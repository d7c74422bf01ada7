use dioxus::prelude::*;
use dioxus_logger::tracing;

use crate::{
    client::router::Route,
    config::Config,
    source::{CatalogSource, Source},
    store::Storefront,
};

#[component]
pub fn App() -> Element {
    let config = use_hook(|| match Config::from_env() {
        Ok(config) => config,
        Err(e) => {
            tracing::warn!("Configuration error, falling back to defaults: {}", e);
            Config::default()
        }
    });

    use_context_provider(|| config.clone());

    let mut storefront = use_store(Storefront::new);
    use_context_provider(|| storefront);

    // Load the catalog once, the write guard is never held across the fetch
    use_future(move || {
        let source = Source::from_config(&config);
        async move {
            storefront.write().catalog.begin_load();
            let result = source.fetch().await;
            storefront.write().apply_catalog(result);
        }
    });

    rsx! {
        Router::<Route> {}
    }
}
use thiserror::Error;

use crate::model::course::CourseId;

#[derive(Error, Debug, Clone, PartialEq, Eq)]
pub enum CartError {
    #[error("Course {0} does not exist in the catalog")]
    UnknownCourse(CourseId),
    #[error("Course {id} only has {stock} places available")]
    OutOfStock { id: CourseId, stock: u32 },
    #[error("Course {0} is not in the cart")]
    NotInCart(CourseId),
}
● ● ● ● ● ● ●
TASK ITEM
Copy out every line from the data above that has "fetch" in it.

SOLUTION TO THIS PROBLEM
    // Load the catalog once, the write guard is never held across the fetch
            let result = source.fetch().await;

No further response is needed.